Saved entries
>>>

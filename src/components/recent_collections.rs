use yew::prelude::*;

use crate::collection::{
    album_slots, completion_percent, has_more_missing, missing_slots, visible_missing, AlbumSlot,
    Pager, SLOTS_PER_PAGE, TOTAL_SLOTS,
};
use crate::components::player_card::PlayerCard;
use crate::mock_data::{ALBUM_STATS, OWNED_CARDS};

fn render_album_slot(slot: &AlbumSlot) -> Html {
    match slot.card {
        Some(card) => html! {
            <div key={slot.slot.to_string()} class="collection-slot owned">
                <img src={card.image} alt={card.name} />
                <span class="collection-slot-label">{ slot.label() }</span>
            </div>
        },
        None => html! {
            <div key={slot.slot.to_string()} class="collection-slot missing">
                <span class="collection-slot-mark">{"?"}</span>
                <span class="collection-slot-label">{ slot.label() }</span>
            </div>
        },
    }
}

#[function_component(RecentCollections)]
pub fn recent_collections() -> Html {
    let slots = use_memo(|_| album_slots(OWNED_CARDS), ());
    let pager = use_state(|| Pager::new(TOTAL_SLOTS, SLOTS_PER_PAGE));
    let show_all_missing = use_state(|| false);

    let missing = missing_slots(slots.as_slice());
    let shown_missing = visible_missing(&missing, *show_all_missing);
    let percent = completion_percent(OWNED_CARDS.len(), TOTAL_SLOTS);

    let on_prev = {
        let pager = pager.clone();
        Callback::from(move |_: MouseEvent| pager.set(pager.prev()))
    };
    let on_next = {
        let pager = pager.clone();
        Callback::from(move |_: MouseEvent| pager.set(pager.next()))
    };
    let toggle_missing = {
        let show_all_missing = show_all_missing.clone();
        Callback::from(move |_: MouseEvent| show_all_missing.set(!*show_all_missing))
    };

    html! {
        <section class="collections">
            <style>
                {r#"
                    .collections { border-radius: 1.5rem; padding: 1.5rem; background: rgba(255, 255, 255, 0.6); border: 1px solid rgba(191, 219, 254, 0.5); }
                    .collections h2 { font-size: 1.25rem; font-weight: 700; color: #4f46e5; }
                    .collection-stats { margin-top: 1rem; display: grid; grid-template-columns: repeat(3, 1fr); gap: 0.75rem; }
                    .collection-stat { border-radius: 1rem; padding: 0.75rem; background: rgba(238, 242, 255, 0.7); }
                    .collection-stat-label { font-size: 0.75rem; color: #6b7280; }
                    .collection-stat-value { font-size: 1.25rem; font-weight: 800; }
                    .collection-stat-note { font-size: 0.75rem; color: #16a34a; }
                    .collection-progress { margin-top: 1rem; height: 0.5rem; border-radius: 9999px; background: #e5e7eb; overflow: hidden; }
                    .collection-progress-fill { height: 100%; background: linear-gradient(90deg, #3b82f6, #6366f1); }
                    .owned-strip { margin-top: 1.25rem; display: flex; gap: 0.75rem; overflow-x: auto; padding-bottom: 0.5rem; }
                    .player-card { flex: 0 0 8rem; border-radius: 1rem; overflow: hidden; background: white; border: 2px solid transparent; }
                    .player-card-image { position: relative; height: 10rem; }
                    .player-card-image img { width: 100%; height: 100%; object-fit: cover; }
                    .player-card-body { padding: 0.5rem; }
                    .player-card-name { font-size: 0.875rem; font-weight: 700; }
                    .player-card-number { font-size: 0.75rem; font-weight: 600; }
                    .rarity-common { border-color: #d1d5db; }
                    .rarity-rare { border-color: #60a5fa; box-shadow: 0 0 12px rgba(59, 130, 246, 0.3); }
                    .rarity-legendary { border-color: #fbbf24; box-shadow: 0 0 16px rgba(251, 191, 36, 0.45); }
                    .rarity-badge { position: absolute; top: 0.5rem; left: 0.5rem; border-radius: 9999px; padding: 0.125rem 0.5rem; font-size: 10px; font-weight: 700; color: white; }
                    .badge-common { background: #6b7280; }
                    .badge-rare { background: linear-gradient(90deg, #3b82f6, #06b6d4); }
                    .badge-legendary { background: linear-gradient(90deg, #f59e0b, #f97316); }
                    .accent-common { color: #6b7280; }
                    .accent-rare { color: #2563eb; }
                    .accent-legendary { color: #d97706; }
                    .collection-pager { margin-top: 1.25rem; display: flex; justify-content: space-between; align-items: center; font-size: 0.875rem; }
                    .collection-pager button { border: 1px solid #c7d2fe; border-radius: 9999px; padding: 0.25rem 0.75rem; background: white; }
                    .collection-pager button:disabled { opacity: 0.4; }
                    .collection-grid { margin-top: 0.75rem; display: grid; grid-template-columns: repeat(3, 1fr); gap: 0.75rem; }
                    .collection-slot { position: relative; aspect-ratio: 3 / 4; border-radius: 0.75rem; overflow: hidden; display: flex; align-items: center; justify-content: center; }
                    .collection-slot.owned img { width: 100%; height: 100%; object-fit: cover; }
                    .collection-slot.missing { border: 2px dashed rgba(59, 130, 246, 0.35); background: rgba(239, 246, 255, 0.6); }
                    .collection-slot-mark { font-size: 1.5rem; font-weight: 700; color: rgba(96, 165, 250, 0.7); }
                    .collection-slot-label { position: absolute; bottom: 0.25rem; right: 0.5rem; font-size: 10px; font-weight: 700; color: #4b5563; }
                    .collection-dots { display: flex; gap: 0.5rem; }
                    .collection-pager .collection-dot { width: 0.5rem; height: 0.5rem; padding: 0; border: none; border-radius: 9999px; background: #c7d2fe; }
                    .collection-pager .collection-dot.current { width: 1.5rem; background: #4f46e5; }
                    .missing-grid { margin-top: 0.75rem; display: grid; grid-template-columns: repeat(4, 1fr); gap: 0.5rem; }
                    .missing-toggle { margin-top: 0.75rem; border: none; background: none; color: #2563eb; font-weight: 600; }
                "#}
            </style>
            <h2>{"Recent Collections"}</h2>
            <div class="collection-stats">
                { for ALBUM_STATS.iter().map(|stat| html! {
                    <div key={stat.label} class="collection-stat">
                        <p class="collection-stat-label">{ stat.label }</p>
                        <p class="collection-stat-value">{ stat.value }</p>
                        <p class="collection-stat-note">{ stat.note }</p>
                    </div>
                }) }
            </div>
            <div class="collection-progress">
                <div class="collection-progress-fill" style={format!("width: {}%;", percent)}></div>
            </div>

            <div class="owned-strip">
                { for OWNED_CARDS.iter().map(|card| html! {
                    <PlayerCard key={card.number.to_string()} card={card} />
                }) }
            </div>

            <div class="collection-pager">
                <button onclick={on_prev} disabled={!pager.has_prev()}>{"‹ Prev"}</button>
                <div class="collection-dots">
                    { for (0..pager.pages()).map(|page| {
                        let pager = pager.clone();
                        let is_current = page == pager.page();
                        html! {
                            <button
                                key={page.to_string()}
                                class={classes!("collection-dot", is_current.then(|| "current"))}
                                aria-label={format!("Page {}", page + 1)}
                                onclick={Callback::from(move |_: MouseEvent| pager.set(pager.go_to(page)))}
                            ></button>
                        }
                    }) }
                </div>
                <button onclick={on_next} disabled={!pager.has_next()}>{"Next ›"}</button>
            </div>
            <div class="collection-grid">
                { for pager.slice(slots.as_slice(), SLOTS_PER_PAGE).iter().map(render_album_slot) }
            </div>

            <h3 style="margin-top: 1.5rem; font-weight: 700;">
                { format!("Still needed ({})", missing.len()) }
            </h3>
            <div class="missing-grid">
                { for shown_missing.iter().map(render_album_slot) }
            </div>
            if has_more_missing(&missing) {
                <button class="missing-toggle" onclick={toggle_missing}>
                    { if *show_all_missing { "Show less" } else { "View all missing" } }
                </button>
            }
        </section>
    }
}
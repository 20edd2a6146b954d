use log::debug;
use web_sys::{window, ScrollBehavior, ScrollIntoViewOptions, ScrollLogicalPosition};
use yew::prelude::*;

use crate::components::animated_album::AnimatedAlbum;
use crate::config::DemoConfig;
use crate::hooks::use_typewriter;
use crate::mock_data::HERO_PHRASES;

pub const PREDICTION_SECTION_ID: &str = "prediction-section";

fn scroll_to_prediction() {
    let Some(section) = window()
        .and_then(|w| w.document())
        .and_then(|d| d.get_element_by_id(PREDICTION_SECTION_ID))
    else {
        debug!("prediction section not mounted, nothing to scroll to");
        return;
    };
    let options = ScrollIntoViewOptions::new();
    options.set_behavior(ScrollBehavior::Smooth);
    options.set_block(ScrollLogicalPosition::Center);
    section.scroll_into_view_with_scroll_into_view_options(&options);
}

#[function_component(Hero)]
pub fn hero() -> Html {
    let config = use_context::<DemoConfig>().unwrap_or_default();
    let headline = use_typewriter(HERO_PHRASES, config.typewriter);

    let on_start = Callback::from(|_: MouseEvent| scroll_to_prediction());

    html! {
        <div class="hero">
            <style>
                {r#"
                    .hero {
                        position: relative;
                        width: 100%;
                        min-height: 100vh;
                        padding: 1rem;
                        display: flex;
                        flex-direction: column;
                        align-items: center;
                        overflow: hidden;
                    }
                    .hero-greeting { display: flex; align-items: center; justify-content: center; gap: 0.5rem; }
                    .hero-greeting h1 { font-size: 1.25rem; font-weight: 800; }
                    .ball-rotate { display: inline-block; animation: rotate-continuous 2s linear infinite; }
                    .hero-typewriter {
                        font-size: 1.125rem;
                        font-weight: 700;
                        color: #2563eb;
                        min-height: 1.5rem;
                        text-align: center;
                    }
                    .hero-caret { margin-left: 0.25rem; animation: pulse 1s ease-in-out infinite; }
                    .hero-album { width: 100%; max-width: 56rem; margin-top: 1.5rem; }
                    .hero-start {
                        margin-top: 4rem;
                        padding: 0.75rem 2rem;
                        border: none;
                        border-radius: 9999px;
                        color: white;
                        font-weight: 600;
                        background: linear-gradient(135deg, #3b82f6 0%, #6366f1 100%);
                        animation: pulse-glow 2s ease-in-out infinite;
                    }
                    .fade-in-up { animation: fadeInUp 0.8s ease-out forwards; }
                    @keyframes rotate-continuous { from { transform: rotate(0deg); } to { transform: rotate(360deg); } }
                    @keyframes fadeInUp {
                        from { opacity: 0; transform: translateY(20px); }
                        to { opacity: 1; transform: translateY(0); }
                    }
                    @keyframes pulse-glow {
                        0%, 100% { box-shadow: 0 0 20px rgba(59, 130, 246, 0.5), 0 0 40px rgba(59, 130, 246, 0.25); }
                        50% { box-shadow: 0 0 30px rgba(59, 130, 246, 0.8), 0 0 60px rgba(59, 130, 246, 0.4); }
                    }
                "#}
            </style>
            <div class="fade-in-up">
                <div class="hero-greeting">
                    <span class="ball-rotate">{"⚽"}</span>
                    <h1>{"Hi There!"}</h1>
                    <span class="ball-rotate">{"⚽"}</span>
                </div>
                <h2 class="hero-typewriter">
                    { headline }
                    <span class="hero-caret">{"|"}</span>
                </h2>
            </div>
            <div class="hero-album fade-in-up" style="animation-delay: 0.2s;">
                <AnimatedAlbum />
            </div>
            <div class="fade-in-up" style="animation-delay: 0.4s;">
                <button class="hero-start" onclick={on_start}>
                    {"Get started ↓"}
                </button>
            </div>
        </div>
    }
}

<<<

■ TASK: What is needed is every line from the start of the entries through the line containing "use crate::components::player_card::PlayerCard;", returned word for word and nothing else.

■ RESPONSE:
filename src/components/recent_collections.rs
use yew::prelude::*;

use crate::collection::{
    album_slots, completion_percent, has_more_missing, missing_slots, visible_missing, AlbumSlot,
    Pager, SLOTS_PER_PAGE, TOTAL_SLOTS,
};
use crate::components::player_card::PlayerCard;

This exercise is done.